Il Papa si è detto particolarmente soddisfatto per la scelta del tema e del luogo del colloquio congiunto. Il prossimo si svolgerà a Teheran entro due anni e sarà preceduto da un incontro preparatorio.
Quello tenutosi dal 28 al 30 aprile è il sesto colloquio di questo genere. La delegazione del Pontificio Consiglio era composta dall'arcivescovo Pier Luigi Celata, dall'arcivescovo Ramzi Garmou, da monsignor Khaled Akasheh, da monsignor Piero Coda, dal gesuita Michel Fédou, dal professor Vittorio Possenti e dalla dottoressa Ilaria Morali. La delegazione islamica era composta dagli Hojjat al-Islam Jafar Elmi e Mohammad Masjedjamei, dal dottor Abdolarhim Gavahi, dagli Hojjat al-Islam Seyyed Madhi Khamoushi e Hamid Parsania, dal dottor Rasoul Rasoulipour e dal signor Mohsen Daneshmand.
Con l'aiuto di sei documenti, presentati da tre studiosi di entrambe le parti, i convegnisti hanno analizzato il tema generale che è stato sviluppato mediante tre sottotemi dal punto di vista dei cattolici e dei musulmani sciiti: "Fede e ragione: quale relazione?"; "Teologia/Kalam come indagine sulla razionalità della fede"; "Fede e ragione di fronte al fenomeno della violenza".
Alla fine dei lavori i partecipanti hanno concordato su sette punti.
Primo: fede e ragione sono entrambi doni di Dio all'umanità.
Secondo: fede e ragione non si contraddicono; anche se in alcuni casi la fede può essere al di sopra della ragione, ma mai contraria ad essa.
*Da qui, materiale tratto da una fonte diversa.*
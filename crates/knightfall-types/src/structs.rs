//! Core data records for the Knightfall round engine.
//!
//! These are the plain values the engine publishes to the renderer each
//! tick: grid coordinates, tiles, knight and player snapshots, the step
//! budget pair, and the per-tick update record.

use serde::{Deserialize, Serialize};
use ts_rs::TS;

use crate::enums::{Axis, Direction, RoundOutcome, RoundPhase, TileColor};

/// Side length of the (fixed) square board.
pub const GRID_SIZE: u8 = 5;

/// The center cell where the player spawns at round setup.
pub const CENTER: Coords = Coords { row: 2, col: 2 };

/// The distinguished goal tile the player must end the round on.
pub const GOAL: Coords = Coords { row: 0, col: 2 };

// ---------------------------------------------------------------------------
// Coordinates
// ---------------------------------------------------------------------------

/// A cell position on the board. Row 0 is the top row.
///
/// Both components are always within `[0, GRID_SIZE)`; construction paths
/// that could leave the board return `None` instead.
#[derive(Debug, Clone, Copy, PartialEq, Eq, PartialOrd, Ord, Hash, Serialize, Deserialize, TS)]
#[ts(export, export_to = "bindings/")]
pub struct Coords {
    /// Row index (0 = top).
    pub row: u8,
    /// Column index (0 = left).
    pub col: u8,
}

impl Coords {
    /// Build a coordinate, returning `None` when either component falls
    /// outside the board.
    pub const fn new(row: u8, col: u8) -> Option<Self> {
        if row < GRID_SIZE && col < GRID_SIZE {
            Some(Self { row, col })
        } else {
            None
        }
    }

    /// The cell one step away in `direction`, or `None` when the step
    /// would leave the board.
    pub fn stepped(self, direction: Direction) -> Option<Self> {
        let (d_row, d_col) = direction.delta();
        let row = i16::from(self.row).checked_add(i16::from(d_row))?;
        let col = i16::from(self.col).checked_add(i16::from(d_col))?;
        let row = u8::try_from(row).ok()?;
        let col = u8::try_from(col).ok()?;
        Self::new(row, col)
    }
}

// ---------------------------------------------------------------------------
// Tiles
// ---------------------------------------------------------------------------

/// One of the 25 board cells.
///
/// The base color is fixed at construction: the goal cell is aqua and the
/// rest follow a checkerboard rule. The explosion flags are transient
/// highlight state set while a swept line is lit and cleared exactly one
/// tick later.
#[derive(Debug, Clone, PartialEq, Eq, Serialize, Deserialize, TS)]
#[ts(export, export_to = "bindings/")]
pub struct Tile {
    /// Row index of this tile.
    pub row: u8,
    /// Column index of this tile.
    pub col: u8,
    /// Fixed base color.
    pub color: TileColor,
    /// Whether this tile's row is currently lit by a row sweep.
    pub exploding_row: bool,
    /// Whether this tile's column is currently lit by a column sweep.
    pub exploding_col: bool,
}

impl Tile {
    /// Build a tile with its checkerboard base color.
    ///
    /// The goal cell is aqua; otherwise tiles where exactly one of the
    /// row/column indices is even are black and the rest white.
    pub const fn new(row: u8, col: u8) -> Self {
        let color = if row == GOAL.row && col == GOAL.col {
            TileColor::Aqua
        } else if (row % 2 == 0) != (col % 2 == 0) {
            TileColor::Black
        } else {
            TileColor::White
        };
        Self {
            row,
            col,
            color,
            exploding_row: false,
            exploding_col: false,
        }
    }
}

// ---------------------------------------------------------------------------
// Snapshots
// ---------------------------------------------------------------------------

/// Published view of one knight.
#[derive(Debug, Clone, Copy, PartialEq, Eq, Serialize, Deserialize, TS)]
#[ts(export, export_to = "bindings/")]
pub struct KnightSnapshot {
    /// The direction this knight walks.
    pub direction: Direction,
    /// The axis it sweeps (derived from the direction).
    pub axis: Axis,
    /// The line index it will strike; `None` until the round is set up.
    pub target: Option<u8>,
    /// Whether the knight is armed and actively sweeping its line.
    pub ready: bool,
}

/// Published view of the player.
#[derive(Debug, Clone, Copy, PartialEq, Eq, Serialize, Deserialize, TS)]
#[ts(export, export_to = "bindings/")]
pub struct PlayerSnapshot {
    /// Cell the player currently occupies.
    pub position: Coords,
    /// The safe anchor recorded at the start of the active movement
    /// window; `None` outside a window.
    pub starting_position: Option<Coords>,
    /// Step budget assigned for the current window.
    pub steps: u8,
    /// Steps still owed in the current window. Can go below zero when the
    /// player over-moves; the orchestrator judges that at window close.
    pub remaining_steps: i32,
    /// Set once a loss finalizes; stays `false` on the win path.
    pub failed: bool,
}

impl Default for PlayerSnapshot {
    /// A player at the center cell with no anchor and no steps owed.
    fn default() -> Self {
        Self {
            position: CENTER,
            starting_position: None,
            steps: 0,
            remaining_steps: 0,
            failed: false,
        }
    }
}

/// The two per-window step budgets, randomized once per round.
#[derive(Debug, Clone, Copy, PartialEq, Eq, Default, Serialize, Deserialize, TS)]
#[ts(export, export_to = "bindings/")]
pub struct StepBudget {
    /// Budget for the first movement window.
    pub first: u8,
    /// Budget for the second movement window.
    pub second: u8,
}

/// Per-tick update record pushed to the renderer.
///
/// `status` is `None` on ticks where the phase machine has nothing new to
/// say; the previous message stays on screen.
#[derive(Debug, Clone, PartialEq, Eq, Serialize, Deserialize, TS)]
#[ts(export, export_to = "bindings/")]
pub struct TickUpdate {
    /// The observed tick value `v` (skip offset applied).
    pub tick: u64,
    /// The phase this tick landed in.
    pub phase: RoundPhase,
    /// Phase-appropriate status line, when one was produced this tick.
    pub status: Option<String>,
    /// Terminal outcome, set on the tick that ended the round.
    pub outcome: Option<RoundOutcome>,
}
Terzo: fede e ragione sono intrinsecamente non violente. Né la ragione né la fede si dovrebbero utilizzare per la violenza; purtroppo, a volte, entrambe sono state mal utilizzate per perpetrare la violenza. In ogni caso questi eventi non possono mettere in dubbio né la ragione né la fede.
Quarto: entrambe le parti hanno deliberato di cooperare ulteriormente per incoraggiare una religiosità autentica, in particolare la spiritualità per promuovere il rispetto dei simboli sacri e valori morali.
Quinto: cristiani e musulmani dovrebbero andare oltre la tolleranza, accettando le differenze, rimanendo consapevoli delle cose che hanno in comune e rendendo grazie a Dio per esse. Sono chiamati al rispetto reciproco, quindi a condannare la derisione dei credi religiosi.
Sesto: si dovrebbero evitare generalizzazioni quando si parla di religioni. Le differenze tra le confessioni in seno al cristianesimo e all'islam e la diversità dei contesti storici sono fattori importanti da prendere in considerazione.
Settimo: le tradizioni religiose non si possono giudicare sulla base di un singolo verso o passaggio presente nei rispettivi libri sacri. Sono necessari una visione olistica e un adeguato metodo ermeneutico per una loro corretta comprensione.
I partecipanti hanno espresso la propria soddisfazione per il livello degli interventi dei dibattiti e per l'atmosfera amichevole durante il colloquium.